Hence there are no real roots to this quadratic, which means it does not cross the x-axis.

Explanation:

#3x^2 - 5x +7=0# is a quadratic equation. This can be solved in 3 ways: factorising, using the quadratic formula or by completing the square. It's not obvious how to factorise #3x^2 - 5x +7=0# so we'll use the quadratic formula:

#x= (-b+-sqrt(b^2 - 4ac))/(2a)#

a is the coefficient of #x^2#, in this case 3.
b is the coefficient of #x#, in this case -5.
c is the constant, in this case 7.

Putting these values into the quadratic equation:
#x= (-(-5)+-sqrt((-5)^2 - 4(3)(7)))/(2(3))#
#x= (5+-sqrt(25 - 84))/(6)#
#x= (5+-sqrt(- 59))/(6)#
#x= (5+-isqrt(59))/(6)#

So the roots are:
#x= (5+isqrt(59))/(6)#
and,
#x= (5-isqrt(59))/(6)#

#sqrt(-59)# is an imaginary number, equal to #sqrt(-1)sqrt(59)#, which equals #i sqrt(59)#. The symbol for the square root of -1 is i.
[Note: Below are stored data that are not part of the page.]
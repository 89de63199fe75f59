use std::path::{Path, PathBuf};

use anyhow::{Context, Result};
use clap::Args;
use indicatif::{ProgressBar, ProgressStyle};
use plyconform::{Converter, default_destination, parse_header};

#[derive(Args)]
pub struct ConvertArgs {
    /// PLY file whose vertex data is converted
    source: PathBuf,

    /// PLY file whose vertex schema the output must match
    reference: PathBuf,

    /// Output file path (defaults to <source stem>_convert.<ext> next to the source)
    destination: Option<PathBuf>,

    /// Records encoded between progress updates
    #[arg(long, default_value_t = 4096)]
    chunk_size: usize,

    /// Disable the progress bar
    #[arg(long)]
    no_progress: bool,

    /// Do not print header summaries after converting
    #[arg(short, long)]
    quiet: bool,
}

impl ConvertArgs {
    pub fn run(self) -> Result<()> {
        let destination = self.destination();
        let source_header = parse_header(&self.source)
            .with_context(|| format!("failed to read {}", self.source.display()))?;

        let pb = if self.no_progress {
            ProgressBar::hidden()
        } else {
            ProgressBar::new(source_header.vertex_count as u64)
        };
        pb.set_style(
            ProgressStyle::with_template(
                "{spinner:.green} [{elapsed_precise}] [{bar:40.cyan/blue}] {pos}/{len} vertices ({per_sec}, ETA: {eta})",
            )?
            .progress_chars("=>-"),
        );

        let converter = Converter::builder()
            .with_chunk_size(self.chunk_size)
            .build();
        let report = converter
            .convert_with_progress(&self.source, &self.reference, &destination, |n| pb.inc(n))
            .with_context(|| {
                format!(
                    "failed to convert {} using schema of {}",
                    self.source.display(),
                    self.reference.display()
                )
            })?;
        pb.finish_and_clear();

        if !self.quiet {
            for path in [&self.reference, &self.source, &report.destination] {
                println!("{}", summarize(path)?);
            }
            if !report.zero_filled.is_empty() {
                println!("zero-filled: {}", report.zero_filled.join(", "));
            }
            if !report.dropped.is_empty() {
                println!("dropped: {}", report.dropped.join(", "));
            }
        }
        Ok(())
    }

    fn destination(&self) -> PathBuf {
        self.destination
            .clone()
            .unwrap_or_else(|| default_destination(&self.source))
    }
}

pub fn summarize(path: &Path) -> Result<String> {
    let header =
        parse_header(path).with_context(|| format!("failed to read {}", path.display()))?;
    let label = path
        .file_name()
        .map(|n| n.to_string_lossy().into_owned())
        .unwrap_or_else(|| path.display().to_string());
    Ok(header.summary(label).to_string())
}
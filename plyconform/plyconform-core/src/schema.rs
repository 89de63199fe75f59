//! Ordered vertex schema and its text rendering.

use std::{
    fmt::{self, Display, Formatter, Write as _},
    ops::Deref,
};

use crate::header::PropertyDef;

/// Ordered list of [`PropertyDef`] describing one `vertex` record layout.
#[derive(Debug, Clone, PartialEq, Eq, Default)]
pub struct Schema(pub Vec<PropertyDef>);

impl Schema {
    pub fn new(properties: Vec<PropertyDef>) -> Self {
        Self(properties)
    }

    pub fn as_slice(&self) -> &[PropertyDef] {
        &self.0
    }

    pub fn iter(&self) -> impl Iterator<Item = &PropertyDef> {
        self.0.iter()
    }

    /// Bytes per record under this schema.
    pub fn stride(&self) -> usize {
        self.0.iter().map(|p| p.scalar.width()).sum()
    }

    pub fn names(&self) -> impl Iterator<Item = &str> {
        self.0.iter().map(|p| p.name.as_str())
    }
}

impl From<Vec<PropertyDef>> for Schema {
    fn from(value: Vec<PropertyDef>) -> Self {
        Self(value)
    }
}

impl From<Schema> for Vec<PropertyDef> {
    fn from(value: Schema) -> Self {
        value.0
    }
}

impl AsRef<[PropertyDef]> for Schema {
    fn as_ref(&self) -> &[PropertyDef] {
        self.as_slice()
    }
}

impl Deref for Schema {
    type Target = [PropertyDef];

    fn deref(&self) -> &Self::Target {
        self.as_slice()
    }
}

impl Display for Schema {
    fn fmt(&self, f: &mut Formatter<'_>) -> fmt::Result {
        let text = format_schema(self.as_slice())?;
        f.write_str(&text)
    }
}

/// Render properties one per line with their declared type, byte width and
/// offset inside the record.
pub fn format_schema(properties: impl AsRef<[PropertyDef]>) -> Result<String, fmt::Error> {
    let mut out = String::new();
    let mut offset = 0usize;
    for p in properties.as_ref() {
        writeln!(
            out,
            "{}: {{ type: {}, width: {}, offset: {} }}",
            p.name,
            p.type_name,
            p.scalar.width(),
            offset
        )?;
        offset += p.scalar.width();
    }
    Ok(out)
}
Thus the roots of this equation have a real part (the 5/6) and an imaginary part (the #+-(isqrt(59))/(6)#). A number made up of a real and imaginary part is called a complex number. Hence there are no real roots to this quadratic, which means it does not cross the x-axis.